MakingPiecepacks

This is a page to gather information about the nuts and bolts of making your own piecepack.

If you'd rather buy than make your piecepack, see Vendors.

Supplies

Craftparts.com - A good source to order blank wooden pieces.
Here are direct links to parts that meet the standard dimensions in the Piecepack Anatomy.

TAP Plastics - Plastic bits.

Polyurethane spray sealer - When you make wooden pieces, use polyurethane finish to seal them, NOT Mod Podge! This is a spray version, but you can also use a brush-on finish if you prefer. This will give you a long-lasting, durable satin clear finish, that does NOT stay sticky.

Supplies in the UK

For people in the UK, try:

eM-4 for blank plastic dice and plastic counters for coins

Craftpacks Educational Supplies for bags of pawns

Patterns

Downloadable Piecepack Sets - Links to PDFs of piecepack graphics of many styles that you can simply cut out and glue to wood, foamcore, or cardboard to quickly make a piecepack. This page also links to at least two different 3D printable piecepack designs (they require a 3D printer, obviously).

Print-and-Play

Print-and-Play pdf's are usually designed to be used in up to three different ways:

1. Print single-sided on label paper, cut out the labels, and apply to components (in the material of your choice).

2. Print single-sided on paper(board), apply adhesive to the back, fold over in half "hot-dog-style" or "hamburger-style", and cut out the components. Often one will need to do some additional folding and application of adhesive/tape in order to construct the dice and pawns and often one will want to cut dice/pawns/pawn belts out before folding the paper(board) in half. In some (but not all) designs if you don't do so beforehand you will still have all the "standard" piecepack components.

3. Print double-sided on paper(board) and cut out the components. One will need to do some additional folding and application of adhesive/tape in order to construct the dice and pawns.

The BoardGameGeek Print-and-Play Wiki has lots of good info like how to quickly make coins using an arch punch.

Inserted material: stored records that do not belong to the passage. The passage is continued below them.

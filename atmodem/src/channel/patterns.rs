//! Line classification.
//!
//! Every framed line is classified as soon as it is read. `OK` and `ERROR`
//! must be the whole line; `UNKNOWN` may appear anywhere (some firmware
//! answers unsupported commands with text such as `unknown command`).

use super::response::Outcome;

/// Default marker the modem sends when it is ready for a payload.
pub const PROMPT_MARKER: char = '>';

/// Classification of one framed line.
#[derive(Debug, Clone, Copy, PartialEq, Eq)]
pub enum LineClass {
    /// The line ends the transaction with this outcome.
    Terminal(Outcome),

    /// Intermediate output; keep reading.
    Informational,
}

impl LineClass {
    /// Get the outcome if this is a terminal line.
    pub fn outcome(self) -> Option<Outcome> {
        match self {
            LineClass::Terminal(outcome) => Some(outcome),
            LineClass::Informational => None,
        }
    }
}

/// Classify a trimmed, non-empty line.
pub fn classify_line(line: &str) -> LineClass {
    if line.eq_ignore_ascii_case("OK") {
        LineClass::Terminal(Outcome::Ok)
    } else if line.eq_ignore_ascii_case("ERROR") {
        LineClass::Terminal(Outcome::Error)
    } else if line.to_ascii_uppercase().contains("UNKNOWN") {
        LineClass::Terminal(Outcome::Unknown)
    } else {
        LineClass::Informational
    }
}

/// Check if a line carries the payload prompt.
pub fn is_prompt(line: &str, marker: char) -> bool {
    line.contains(marker)
}
//! SIMD-accelerated line-ending scanner. Finds line boundaries in raw bytes for indexing.
//!
//! Uses `memchr` for single-byte separators and `memchr::memmem` for `\r\n`. Stored
//! content always uses [`STORAGE_SEPARATOR`]; the configurable [`LineEnding`] only
//! decides how incoming raw chunks are cut into lines.

use std::fmt;
use std::str::FromStr;

use memchr::{memchr_iter, memmem};

use crate::error::LogStoreError;

/// Terminator written after every stored line.
pub const STORAGE_SEPARATOR: u8 = b'\n';

/// How incoming raw chunks are split into lines.
#[derive(Debug, Clone, Copy, PartialEq, Eq, Default)]
pub enum LineEnding {
    /// No explicit setting; behaves like `Nl`.
    None,
    /// `\n`, with a trailing `\r` stripped from each line.
    #[default]
    Nl,
    /// `\r`, with a leading `\n` stripped from each line.
    Cr,
    /// `\r\n`.
    CrLf,
}

impl LineEnding {
    /// The byte sequence that terminates a line in this mode.
    pub fn sequence(self) -> &'static [u8] {
        match self {
            LineEnding::None | LineEnding::Nl => b"\n",
            LineEnding::Cr => b"\r",
            LineEnding::CrLf => b"\r\n",
        }
    }

    /// Removes the stray half of a `\r\n` pair left behind by single-byte modes.
    pub fn clean_line(self, line: &[u8]) -> &[u8] {
        match self {
            LineEnding::None | LineEnding::Nl => line.strip_suffix(b"\r").unwrap_or(line),
            LineEnding::Cr => line.strip_prefix(b"\n").unwrap_or(line),
            LineEnding::CrLf => line,
        }
    }
}

impl FromStr for LineEnding {
    type Err = LogStoreError;

    fn from_str(s: &str) -> Result<Self, Self::Err> {
        match s {
            "None" => Ok(LineEnding::None),
            "NL" | "\n" => Ok(LineEnding::Nl),
            "CR" | "\r" => Ok(LineEnding::Cr),
            "NLCR" | "CRLF" | "\r\n" => Ok(LineEnding::CrLf),
            other => Err(LogStoreError::InvalidLineEnding(other.to_string())),
        }
    }
}

impl fmt::Display for LineEnding {
    fn fmt(&self, f: &mut fmt::Formatter<'_>) -> fmt::Result {
        let name = match self {
            LineEnding::None => "None",
            LineEnding::Nl => "NL",
            LineEnding::Cr => "CR",
            LineEnding::CrLf => "NLCR",
        };
        f.write_str(name)
    }
}

/// Scans stored bytes for [`STORAGE_SEPARATOR`] and pushes the file offset just past
/// each one onto `line_ends`.
///
/// # Arguments
/// * `chunk` - Raw bytes of the current block (no UTF-8 assumption).
/// * `base_offset` - File offset of the first byte of `chunk`.
/// * `line_ends` - Output vector; each pushed value is the end offset of a line.
///
/// # Returns
/// `true` if `chunk` ends with the separator (so the next block starts a new line).
#[inline(always)]
pub fn scan_chunk(chunk: &[u8], base_offset: u64, line_ends: &mut Vec<u64>) -> bool {
    if chunk.is_empty() {
        return true;
    }

    for pos in memchr_iter(STORAGE_SEPARATOR, chunk) {
        line_ends.push(base_offset + pos as u64 + 1);
    }

    chunk.last() == Some(&STORAGE_SEPARATOR)
}

/// Splits `buf` into complete lines terminated by `ending`.
///
/// Returns the line contents (separators removed, stray `\r`/`\n` cleaned) and the
/// index where the unterminated tail begins. A `\r` at the very end of `buf` in
/// `CrLf` mode stays in the tail until the next chunk shows whether `\n` follows.
pub fn split_lines(buf: &[u8], ending: LineEnding) -> (Vec<&[u8]>, usize) {
    let mut lines = Vec::new();
    let mut start = 0usize;
    let sequence = ending.sequence();

    let mut push = |end: usize, start: &mut usize| {
        lines.push(ending.clean_line(&buf[*start..end]));
        *start = end + sequence.len();
    };

    if sequence.len() == 1 {
        for pos in memchr_iter(sequence[0], buf) {
            push(pos, &mut start);
        }
    } else {
        for pos in memmem::find_iter(buf, sequence) {
            push(pos, &mut start);
        }
    }

    (lines, start)
}
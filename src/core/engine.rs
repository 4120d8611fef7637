//! Log engine: one owned instance per worker.
//!
//! Holds the active session (locked store + metadata), the line-offset index, and
//! the streaming state for raw chunks whose last line has not been terminated yet.

use std::sync::Arc;

use crate::config::EngineConfig;
use crate::error::Result;
use crate::export::ExportStream;
use crate::indexer::{LineEnding, LineIndex};
use crate::search::filter::{ActiveFilter, FilterView};
use crate::session::{Session, SessionManager, SessionState};
use crate::store::{ByteStore, SessionStorage};

/// Append-only log over the current session's byte store.
pub struct LogEngine {
    pub(crate) config: EngineConfig,
    pub(crate) sessions: SessionManager,
    /// End offset of every stored line; rebuilt on resume, reset on rollover.
    pub(crate) index: LineIndex,
    /// Bytes of a raw chunk after its last line ending, waiting for the next chunk.
    pub(crate) pending: Vec<u8>,
    pub(crate) line_ending: LineEnding,
    /// Lines selected by the active filter; kept current as lines are appended.
    pub(crate) filter: Option<FilterView>,
}

impl LogEngine {
    /// Resumes the most recent session in `storage`, or starts a new one.
    ///
    /// Blocks for up to the lock retry budget when the latest session is busy.
    pub fn open(storage: Arc<dyn SessionStorage>, config: EngineConfig) -> Result<Self> {
        let mut sessions = SessionManager::new(storage, &config);
        let index = sessions.start()?;
        tracing::info!(
            session = sessions.current().map(Session::name).unwrap_or_default(),
            lines = index.line_count(),
            "log engine ready"
        );
        Ok(Self {
            line_ending: config.line_ending,
            config,
            sessions,
            index,
            pending: Vec::new(),
            filter: None,
        })
    }

    /// Number of indexed lines.
    #[inline(always)]
    pub fn line_count(&self) -> usize {
        self.index.line_count()
    }

    /// Lines visible to the host: the filtered count while a filter is active,
    /// otherwise every stored line.
    pub fn visible_line_count(&self) -> usize {
        self.filter
            .as_ref()
            .map_or_else(|| self.line_count(), FilterView::len)
    }

    /// The active filter, if any.
    pub fn filter(&self) -> Option<&ActiveFilter> {
        self.filter.as_ref().map(FilterView::filter)
    }

    /// Immutable view of the line index.
    #[inline(always)]
    pub fn index(&self) -> &LineIndex {
        &self.index
    }

    pub fn config(&self) -> &EngineConfig {
        &self.config
    }

    pub fn session(&self) -> Option<&Session> {
        self.sessions.current()
    }

    pub fn session_state(&self) -> SessionState {
        self.sessions.state()
    }

    pub fn line_ending(&self) -> LineEnding {
        self.line_ending
    }

    /// Changes how subsequent raw chunks are split. Stored lines are unaffected.
    pub fn set_line_ending(&mut self, ending: LineEnding) {
        tracing::debug!(ending = %ending, "line ending changed");
        self.line_ending = ending;
    }

    /// Rolls over to a fresh, empty session, deleting the current one when `cleanup`
    /// is set. An active filter stays installed over the empty session.
    pub fn new_session(&mut self, cleanup: bool) -> Result<()> {
        self.index.reset();
        self.pending.clear();
        if let Some(view) = &mut self.filter {
            view.reset();
        }
        self.sessions.new_session(cleanup)
    }

    /// Discards all content by replacing the current session with an empty one.
    pub fn clear(&mut self) -> Result<()> {
        self.new_session(true)
    }

    /// Starts an export of everything written so far.
    ///
    /// The store is flushed and its size snapshotted now; later appends are not part
    /// of the stream. Timestamp prefixes are stripped unless `include_timestamp`.
    pub fn export(&self, include_timestamp: bool) -> Result<ExportStream> {
        let store = self.store()?;
        store.flush()?;
        let size = store.size()?;
        tracing::debug!(bytes = size, include_timestamp, "export started");
        Ok(ExportStream::new(
            store,
            size,
            self.config.export_chunk_size,
            !include_timestamp,
        ))
    }

    /// Releases the session lock. The engine is unusable for storage afterwards.
    pub fn close(&mut self) {
        self.pending.clear();
        self.sessions.close();
    }

    pub(crate) fn store(&self) -> Result<Arc<dyn ByteStore>> {
        self.sessions.store()
    }
}

impl std::fmt::Debug for LogEngine {
    fn fmt(&self, f: &mut std::fmt::Formatter<'_>) -> std::fmt::Result {
        f.debug_struct("LogEngine")
            .field("session", &self.sessions.current().map(Session::name))
            .field("lines", &self.index.line_count())
            .field("pending", &self.pending.len())
            .field("line_ending", &self.line_ending)
            .field("filter", &self.filter().map(ActiveFilter::query))
            .finish()
    }
}

#[cfg(test)]
mod tests {
    use super::*;
    use crate::error::LogStoreError;
    use crate::store::MemoryStorage;

    fn engine() -> (MemoryStorage, LogEngine) {
        let storage = MemoryStorage::new();
        let engine = LogEngine::open(Arc::new(storage.clone()), EngineConfig::default()).unwrap();
        (storage, engine)
    }

    #[test]
    fn open_creates_an_empty_session() {
        let (storage, engine) = engine();
        assert_eq!(engine.line_count(), 0);
        assert_eq!(engine.session_state(), SessionState::Active);
        let name = engine.session().unwrap().name().to_string();
        assert_eq!(storage.contents(&name).unwrap(), b"");
    }

    #[test]
    fn new_session_resets_index_and_removes_old_resource() {
        let (storage, mut engine) = engine();
        engine.append_line("one").unwrap();
        let old = engine.session().unwrap().name().to_string();

        engine.new_session(true).unwrap();
        assert_eq!(engine.line_count(), 0);
        assert_ne!(engine.session().unwrap().name(), old);
        assert!(storage.contents(&old).is_none());
    }

    #[test]
    fn new_session_without_cleanup_keeps_old_resource() {
        let (storage, mut engine) = engine();
        engine.append_line("one").unwrap();
        let old = engine.session().unwrap().name().to_string();

        engine.new_session(false).unwrap();
        assert_eq!(storage.contents(&old).unwrap(), b"one\n");
    }

    #[test]
    fn clear_drops_pending_partial_line() {
        let (_storage, mut engine) = engine();
        engine.append_chunk(b"half", false).unwrap();
        engine.clear().unwrap();
        engine.append_chunk(b"\n", false).unwrap();
        assert_eq!(engine.read_window(0, 10).unwrap().lines, [""]);
    }

    #[test]
    fn rollover_keeps_filter_but_empties_view() {
        let (_storage, mut engine) = engine();
        engine.append_line("warn: hot").unwrap();
        assert_eq!(engine.apply_filter("warn", true, false).unwrap(), 1);

        engine.new_session(true).unwrap();
        assert_eq!(engine.visible_line_count(), 0);
        assert_eq!(engine.filter().map(ActiveFilter::query), Some("warn"));

        engine.append_line("ok").unwrap();
        engine.append_line("warn: cold").unwrap();
        assert_eq!(engine.visible_line_count(), 1);
        assert_eq!(engine.read_window(0, 5).unwrap().lines, ["warn: cold"]);
    }

    #[test]
    fn closed_engine_reports_no_session() {
        let (_storage, mut engine) = engine();
        engine.close();
        assert!(matches!(
            engine.append_line("late"),
            Err(LogStoreError::NoSession)
        ));
        assert!(matches!(engine.export(true), Err(LogStoreError::NoSession)));
    }
}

The BoardGameGeek Origami Dice has a thread about the construction of sturdy paper dice without glue. Samples for the Piecepack can be found here.

Print on demand

The Game Crafter - Have your pieces manufactured and sent to you.

Free-To-Use Art Resources

http://game-icons.net/ - Over 3,000 game-related icons in a clean, consistent style. All of them use a Creative Commons license.

DIY Examples/Walkthroughs

Adhesive Label/Paper Sheets

3D printed

Burned

A few piecepack manufacturer's have used laser-engraving...

Painted

Depending on your suit design some stencils could work well. Or a stamp. Or some woodcuts...

Possible modifications to consider for households with very young children

Disclaimer: I am not a lawyer nor a doctor, just a father with a toddler. Use your head and use the following information at your own risk! - TrevorLDavis

Size

Although the Anatomy of a Piecepack Standard does not mandate a particular dimension for the piecepack components it does provide as a point of reference the dimensions used by the Mesomorph piecepack: 2" x 2" x 1/4" tiles, 1/2" cubes, 3/4" diameter x 1/8" coins and 5/8" diameter by 1-1/8" tall pawns. The small cubes, coins, and pawns of the Mesomorph piecepack seem to present a serious choking hazard to very little children, in particular small (metal) coins are a major source of chocking death for young children. The CSPC considers anything that fits into a 1-1/4" diameter cylinder to be a potential choking hazard for young children. Studies of actual choking deaths in young children point out that many children die from objects that exceed the CSPC standard and instead suggest a more conservative standard of objects not being able to fit into a 1-3/4" diameter cylinder. As a point of reference Uncle Goose blocks are 1-3/4" cubes and Mudpuppy Mini Memory Match are 2-1/4" diameter discs. Some safer dimensions could be:

Toxicity

Young children like to put things in their mouth so it would be nice if the piecepack components are non-toxic. Here is some advice for painting non-toxic wooden toys. For comparison Uncle Goose blocks use non-toxic ink on unfinished wood and Mudpuppy uses non-toxic ink on cardboard for their discs.

Corners

Components (in particular tiles and dice) are less dangerous if their corners are rounded rather than pointed.

Density

Less dense materials are less damaging when thrown by a child at other children although some low density materials are more fragile and malleable which increases choking risk (if they can be deformed or broken into a shape that can fit into a child's throat).

Theme

Standard piecepack ranks/suits are rather abstract for very young children. More concrete symbols like animals, food, or vehicles could be friendlier for very little children.